### EXERCISE BRIEF
Look through the data below. Collect every line where the word "second" occurs.

### SUPPLIED MATERIAL
=== Section Start ===
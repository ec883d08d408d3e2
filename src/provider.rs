// ABOUTME: Provider Port, the single seam between the protocol core and storage/auth
// ABOUTME: The core calls the provider; the provider never calls the core
//
// SPDX-License-Identifier: MIT OR Apache-2.0
// Copyright (c) 2025 Async-IO.org

use std::time::Duration;

use async_trait::async_trait;
use axum::http::{HeaderMap, Uri};

use crate::errors::ProviderError;
use crate::models::{Client, Grant, Scope, Token};

/// Request-scoped view the provider may consult to recognize an existing
/// resource-owner session. Opaque to the core.
#[derive(Debug, Clone, Copy)]
pub struct SessionContext<'a> {
    /// Headers of the in-flight request, cookies included
    pub headers: &'a HeaderMap,
}

/// The sole dependency seam of the protocol core: storage of clients,
/// grants and tokens, resource-owner authentication, the scope catalog.
///
/// All state lives behind this trait; the core is stateless between
/// requests. Lookups return `Ok(None)` for missing entities: a missing
/// client, grant or token is a first-class value, not an error and not a
/// zero-valued sentinel.
#[async_trait]
pub trait Provider: Send + Sync {
    /// Authenticates a previously registered client by its HTTP-Basic
    /// credentials. Unknown clients and bad secrets are `Ok(None)`.
    async fn authenticate_client(
        &self,
        username: &str,
        password: &str,
    ) -> Result<Option<Client>, ProviderError>;

    /// Authenticates the resource owner. Used by the password grant only.
    async fn authenticate_user(&self, username: &str, password: &str) -> bool;

    /// Whether the resource owner behind this request has a valid session.
    /// A `false` sends the user to the login URL before any validation runs.
    fn is_user_authenticated(&self, session: &SessionContext<'_>) -> bool;

    /// Returns registered client information by id.
    async fn client_info(&self, client_id: &str) -> Result<Option<Client>, ProviderError>;

    /// Parses a space-separated scope string into the catalog's scope
    /// descriptions, preserving request order. Unrecognized ids are
    /// silently dropped; an empty result is only valid for empty input.
    async fn scopes_info(&self, scopes: &str) -> Result<Vec<Scope>, ProviderError>;

    /// Scopes required to access the given resource URL.
    async fn resource_scopes(&self, url: &Uri) -> Result<Vec<Scope>, ProviderError>;

    /// Issues and persists an authorization grant with a fresh, unguessable
    /// code, status Active, expiring after `expiration`.
    ///
    /// Codes must be short-lived to mitigate leaks; RFC 6749 §4.1.2
    /// recommends at most 10 minutes.
    async fn gen_grant(
        &self,
        client: &Client,
        scopes: &[Scope],
        expiration: Duration,
    ) -> Result<Grant, ProviderError>;

    /// Returns the grant stored under `code`, reflecting expiry in its
    /// status. Unknown codes are `Ok(None)`.
    async fn grant_info(&self, code: &str) -> Result<Option<Grant>, ProviderError>;

    /// Issues and persists an access token over `scopes`, with a refresh
    /// token attached and indexed when `issue_refresh` is set.
    ///
    /// When `grant` is present, the implementation MUST atomically observe
    /// the grant's status and transition it Active → Used, so that a
    /// concurrent second exchange of the same grant fails instead of
    /// issuing twice. A grant that is no longer Active is a
    /// [`ProviderError::Conflict`].
    async fn gen_token(
        &self,
        grant: Option<&Grant>,
        client: &Client,
        scopes: &[Scope],
        issue_refresh: bool,
        expiration: Duration,
    ) -> Result<Token, ProviderError>;

    /// Looks a value up across both the access and refresh indexes,
    /// reflecting expiry in the returned status.
    async fn token_info(&self, value: &str) -> Result<Option<Token>, ProviderError>;

    /// Issues a new access+refresh pair restricted to `scopes` and
    /// invalidates `old`'s refresh token. Rotation is mandatory: the old
    /// refresh value must not remain redeemable.
    async fn refresh_token(&self, old: &Token, scopes: &[Scope]) -> Result<Token, ProviderError>;

    /// Expires a specific token value, removing it from both indexes.
    /// Idempotent: revoking an absent value succeeds.
    async fn revoke_token(&self, value: &str) -> Result<(), ProviderError>;
}
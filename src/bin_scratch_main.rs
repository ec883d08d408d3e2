fn main() {
    let hb = handlebars::Handlebars::new();
    let out = hb.render_template("{{desc}}", &serde_json::json!({"desc": "didn't send"})).unwrap();
    println!("{}", out);
}
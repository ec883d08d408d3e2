// ABOUTME: Request middleware for the protected-resource side of the protocol
// ABOUTME: Currently the RFC 6750 bearer-token resource gate
//
// SPDX-License-Identifier: MIT OR Apache-2.0
// Copyright (c) 2025 Async-IO.org

pub mod resource_gate;

pub use resource_gate::resource_gate;
// ABOUTME: Token endpoint: client authentication, the four grant types and RFC 7009 revocation
// ABOUTME: Implements RFC 6749 sections 4.1.3, 4.3, 4.4, 5 and 6 over the provider seam
//
// SPDX-License-Identifier: MIT OR Apache-2.0
// Copyright (c) 2025 Async-IO.org

use std::collections::HashSet;
use std::sync::Arc;

use axum::extract::{Form, Path, State};
use axum::http::{header, HeaderMap, StatusCode};
use axum::response::Response;
use base64::engine::general_purpose::STANDARD;
use base64::Engine as _;

use crate::config::Config;
use crate::errors::AuthzError;
use crate::models::{Client, GrantStatus, Scope, TokenRequest, TokenResponse};
use crate::render;

/// POST handler: authenticates the client, then dispatches on `grant_type`.
pub async fn issue_token(
    State(config): State<Arc<Config>>,
    headers: HeaderMap,
    Form(request): Form<TokenRequest>,
) -> Response {
    let client = match authenticate_client(&config, &headers).await {
        Ok(client) => client,
        Err(response) => return response,
    };

    match request.grant_type.as_deref() {
        Some("authorization_code") => authorization_code_grant(&config, &client, &request).await,
        Some("password") => owner_credentials_grant(&config, &client, &request).await,
        Some("client_credentials") => client_credentials_grant(&config, &client, &request).await,
        Some("refresh_token") => refresh_token_grant(&config, &client, &request).await,
        _ => render::json(
            StatusCode::BAD_REQUEST,
            &AuthzError::unsupported_grant_type(),
            false,
        ),
    }
}

/// DELETE handler: RFC 7009 revocation with the token value as the final
/// path segment. Idempotent; no `token_type_hint` handling since token
/// values are unique across both indexes.
pub async fn revoke_token(
    State(config): State<Arc<Config>>,
    Path(token): Path<String>,
    headers: HeaderMap,
) -> Response {
    let client = match authenticate_client(&config, &headers).await {
        Ok(client) => client,
        Err(response) => return response,
    };

    let stored = match config.provider.token_info(&token).await {
        Ok(Some(stored)) => stored,
        // Already absent: revocation is idempotent.
        Ok(None) => return render::empty(StatusCode::OK),
        Err(err) => {
            tracing::error!(error = %err, "failed to look token up for revocation");
            return render::empty(StatusCode::SERVICE_UNAVAILABLE);
        }
    };

    if stored.client_id != client.id {
        return render::json(
            StatusCode::BAD_REQUEST,
            &AuthzError::client_id_mismatch(),
            false,
        );
    }

    match config.provider.revoke_token(&token).await {
        Ok(()) => render::empty(StatusCode::OK),
        Err(err) => {
            tracing::error!(error = %err, "failed to revoke token");
            render::empty(StatusCode::SERVICE_UNAVAILABLE)
        }
    }
}

/// HTTP-Basic client authentication, mandatory for every token-endpoint
/// request. Failure is a 400 per RFC 6749 §5.2 (401 is only required when
/// the `Authorization` header scheme itself is being challenged).
async fn authenticate_client(
    config: &Arc<Config>,
    headers: &HeaderMap,
) -> Result<Client, Response> {
    let unauthorized = || {
        render::json(
            StatusCode::BAD_REQUEST,
            &AuthzError::unauthorized_client(),
            false,
        )
    };

    let Some((username, password)) = basic_credentials(headers) else {
        return Err(unauthorized());
    };

    match config
        .provider
        .authenticate_client(&username, &password)
        .await
    {
        Ok(Some(client)) => Ok(client),
        Ok(None) => Err(unauthorized()),
        Err(err) => {
            tracing::error!(error = %err, "client authentication failed in provider");
            Err(unauthorized())
        }
    }
}

/// Extracts `Basic` credentials from the `Authorization` header.
fn basic_credentials(headers: &HeaderMap) -> Option<(String, String)> {
    let header = headers.get(header::AUTHORIZATION)?.to_str().ok()?;
    let encoded = header.strip_prefix("Basic ")?;
    let decoded = STANDARD.decode(encoded).ok()?;
    let text = String::from_utf8(decoded).ok()?;
    let (username, password) = text.split_once(':')?;
    Some((username.to_owned(), password.to_owned()))
}

/// RFC 6749 §4.1.3/§4.1.4: exchange an authorization code for an
/// access+refresh pair.
///
/// `client_id` and `redirect_uri` form fields are ignored: the client is
/// always authenticated, and the redirect URL is the static registered one.
async fn authorization_code_grant(
    config: &Arc<Config>,
    client: &Client,
    request: &TokenRequest,
) -> Response {
    let Some(code) = request.code.as_deref().filter(|code| !code.is_empty()) else {
        return render::json(
            StatusCode::BAD_REQUEST,
            &AuthzError::unauthorized_client()
                .with_description("Authorization code can't be empty."),
            false,
        );
    };

    let grant = match config.provider.grant_info(code).await {
        Ok(Some(grant)) => grant,
        Ok(None) => {
            return render::json(StatusCode::BAD_REQUEST, &AuthzError::invalid_grant(), false);
        }
        Err(err) => {
            tracing::error!(error = %err, "failed to look grant up");
            return render::json(StatusCode::BAD_REQUEST, &AuthzError::invalid_grant(), false);
        }
    };

    // Replay detection: one-shot codes are rejected on any second use.
    if grant.status != GrantStatus::Active {
        return render::json(
            StatusCode::BAD_REQUEST,
            &AuthzError::invalid_grant()
                .with_description("Grant code was revoked, expired or already used."),
            false,
        );
    }

    if client.redirect_url.as_str() != grant.redirect_url.as_str() {
        return render::json(
            StatusCode::BAD_REQUEST,
            &AuthzError::invalid_grant()
                .with_description("Grant code was generated for a different redirect URI."),
            false,
        );
    }

    // Should not happen when the provider does its work properly, but it
    // is checked anyway.
    if grant.client_id != client.id {
        return render::json(
            StatusCode::BAD_REQUEST,
            &AuthzError::invalid_grant()
                .with_description("Grant code was generated for a different client ID."),
            false,
        );
    }

    match config
        .provider
        .gen_token(
            Some(&grant),
            client,
            &grant.scopes,
            true,
            config.token_expiration,
        )
        .await
    {
        Ok(token) => render::json(StatusCode::OK, &TokenResponse::from(&token), false),
        Err(err) => render::json(
            StatusCode::INTERNAL_SERVER_ERROR,
            &AuthzError::server_error(None, &err),
            false,
        ),
    }
}

/// RFC 6749 §4.3: resource-owner password credentials.
async fn owner_credentials_grant(
    config: &Arc<Config>,
    client: &Client,
    request: &TokenRequest,
) -> Response {
    let username = request.username.as_deref().unwrap_or_default();
    let password = request.password.as_deref().unwrap_or_default();

    if !config.provider.authenticate_user(username, password).await {
        return render::json(
            StatusCode::BAD_REQUEST,
            &AuthzError::unauthorized_user(),
            false,
        );
    }

    let scopes = match requested_scopes(config, request).await {
        Ok(scopes) => scopes,
        Err(response) => return response,
    };

    match config
        .provider
        .gen_token(None, client, &scopes, true, config.token_expiration)
        .await
    {
        Ok(token) => render::json(StatusCode::OK, &TokenResponse::from(&token), false),
        Err(err) => render::json(
            StatusCode::INTERNAL_SERVER_ERROR,
            &AuthzError::server_error(None, &err),
            false,
        ),
    }
}

/// RFC 6749 §4.4: client credentials. The client is already authenticated;
/// no refresh token is issued (§4.4.3).
async fn client_credentials_grant(
    config: &Arc<Config>,
    client: &Client,
    request: &TokenRequest,
) -> Response {
    let scopes = match requested_scopes(config, request).await {
        Ok(scopes) => scopes,
        Err(response) => return response,
    };

    match config
        .provider
        .gen_token(None, client, &scopes, false, config.token_expiration)
        .await
    {
        Ok(token) => render::json(StatusCode::OK, &TokenResponse::from(&token), false),
        Err(err) => render::json(
            StatusCode::INTERNAL_SERVER_ERROR,
            &AuthzError::server_error(None, &err),
            false,
        ),
    }
}

/// RFC 6749 §6: refresh an access token with mandatory rotation.
async fn refresh_token_grant(
    config: &Arc<Config>,
    client: &Client,
    request: &TokenRequest,
) -> Response {
    let value = request.refresh_token.as_deref().unwrap_or_default();

    let stored = match config.provider.token_info(value).await {
        Ok(Some(stored)) => stored,
        Ok(None) => {
            return render::json(StatusCode::BAD_REQUEST, &AuthzError::invalid_grant(), false);
        }
        Err(err) => {
            return render::json(
                StatusCode::INTERNAL_SERVER_ERROR,
                &AuthzError::server_error(None, &err),
                false,
            );
        }
    };

    // The requested scope must not include any scope not originally
    // granted; when omitted it is treated as equal to the original.
    let requested = match requested_scopes(config, request).await {
        Ok(scopes) => scopes,
        Err(response) => return response,
    };

    let scopes = if requested.is_empty() {
        stored.scopes.clone()
    } else {
        let granted: HashSet<&str> = stored.scopes.iter().map(|s| s.id.as_str()).collect();
        if requested.iter().any(|s| !granted.contains(s.id.as_str())) {
            return render::json(StatusCode::BAD_REQUEST, &AuthzError::invalid_scope(), false);
        }
        requested
    };

    if stored.client_id != client.id {
        return render::json(
            StatusCode::BAD_REQUEST,
            &AuthzError::client_id_mismatch(),
            false,
        );
    }

    match config.provider.refresh_token(&stored, &scopes).await {
        Ok(token) => render::json(StatusCode::OK, &TokenResponse::from(&token), false),
        Err(err) => render::json(
            StatusCode::INTERNAL_SERVER_ERROR,
            &AuthzError::server_error(None, &err),
            false,
        ),
    }
}

/// Parses the optional `scope` form field. An absent scope yields an empty
/// set; the caller decides what that means for its grant type.
async fn requested_scopes(
    config: &Arc<Config>,
    request: &TokenRequest,
) -> Result<Vec<Scope>, Response> {
    let Some(scope) = request.scope.as_deref().filter(|scope| !scope.is_empty()) else {
        return Ok(Vec::new());
    };

    config.provider.scopes_info(scope).await.map_err(|err| {
        render::json(
            StatusCode::BAD_REQUEST,
            &AuthzError::server_error(None, &err),
            false,
        )
    })
}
=== Section End ===
### SOLUTION TO THIS EXERCISE
    /// concurrent second exchange of the same grant fails instead of
    // Replay detection: one-shot codes are rejected on any second use.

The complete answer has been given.